Appeal from the United States District Court for the Eastern District of North Carolina, at Wilmington. Richard E. Myers II, Chief District Judge. (7:20-cr-00013-M-1)
Submitted: May 24, 2023 Decided: June 26, 2023
Before DIAZ and HARRIS, Circuit Judges, and TRAXLER, Senior Circuit Judge.
Affirmed by unpublished per curiam opinion.
ON BRIEF: W. Michael Dowling, THE DOWLING FIRM PLLC, Raleigh, North Carolina, for Appellant. Michael F. Easley, Jr., United States Attorney, David A. Bragdon, Lucy Partain Brown, Assistant United States Attorneys, Raleigh, North Carolina, for Appellee.

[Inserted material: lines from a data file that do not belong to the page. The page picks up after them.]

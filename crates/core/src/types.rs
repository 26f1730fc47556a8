use serde::{Deserialize, Serialize};
use slotmap::new_key_type;

new_key_type! {
    pub struct CompanionId;
}

#[derive(Clone, Copy, Debug, PartialEq, Eq, PartialOrd, Ord, Hash)]
pub struct Pos {
    pub y: i32,
    pub x: i32,
}

#[derive(Clone, Copy, Debug, PartialEq, Eq, PartialOrd, Ord, Hash)]
pub enum TileKind {
    Land,
    Obstacle,
    Water,
}

/// Horizontal orientation while fishing; derived from which side of the
/// water the chosen standing tile sits on.
#[derive(Clone, Copy, Debug, PartialEq, Eq)]
pub enum Facing {
    East,
    West,
}

/// One step of simulated wall-clock time handed to every per-tick entry point.
#[derive(Clone, Copy, Debug, PartialEq, Eq)]
pub struct Tick {
    pub delta_ms: u32,
}

#[derive(Clone, Copy, Debug, PartialEq, Eq, PartialOrd, Ord, Serialize, Deserialize)]
pub enum FishQuality {
    Normal,
    Silver,
    Gold,
    Iridium,
}

#[derive(Clone, Copy, Debug, PartialEq, Eq)]
pub struct CaughtFish {
    pub species: &'static str,
    pub quality: FishQuality,
}

#[derive(Clone, Copy, Debug, PartialEq, Eq)]
pub enum DisengageReason {
    LeaderLeft,
    GaveUp,
    LocationChanged,
    Deactivated,
}

/// Diagnostic events appended to the controller/session log as the
/// simulation runs. Expected steady-state outcomes land here instead of
/// surfacing as errors.
#[derive(Clone, Copy, Debug, PartialEq, Eq)]
pub enum LogEvent {
    SpotAcquired { target: Pos, facing: Facing },
    EngagedAtSpot { pos: Pos },
    RewardProduced { species: &'static str, quality: FishQuality },
    JunkSnagged { species: &'static str },
    RewardsDelivered { count: usize },
    DeliveryBlocked { remaining: usize },
    Disengaged { reason: DisengageReason },
    CompanionExcluded,
}

pub fn neighbors(pos: Pos) -> [Pos; 4] {
    [
        Pos { y: pos.y - 1, x: pos.x },
        Pos { y: pos.y, x: pos.x + 1 },
        Pos { y: pos.y + 1, x: pos.x },
        Pos { y: pos.y, x: pos.x - 1 },
    ]
}

pub fn manhattan(a: Pos, b: Pos) -> u32 {
    a.x.abs_diff(b.x) + a.y.abs_diff(b.y)
}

Unpublished opinions are not binding precedent in this circuit. USCA4 Appeal: 21-4318 Doc: 26 Filed: 06/26/2023 Pg: 2 of 3
PER CURIAM:
Kevin Joseph Boyle appeals his conviction for possession with intent to distribute
five grams or more of methamphetamine, in violation of 21 U.S.C. § 841(a)(1), (b)(1)(B).
Boyle argues that the district court violated his procedural due process rights because the
court did not order a competency hearing sua sponte even though it had reasonable cause
to do so. We affirm.
A district court may order a competency hearing at any time after the
commencement of the defendant’s prosecution or prior to sentencing. 18 U.S.C. § 4241(a).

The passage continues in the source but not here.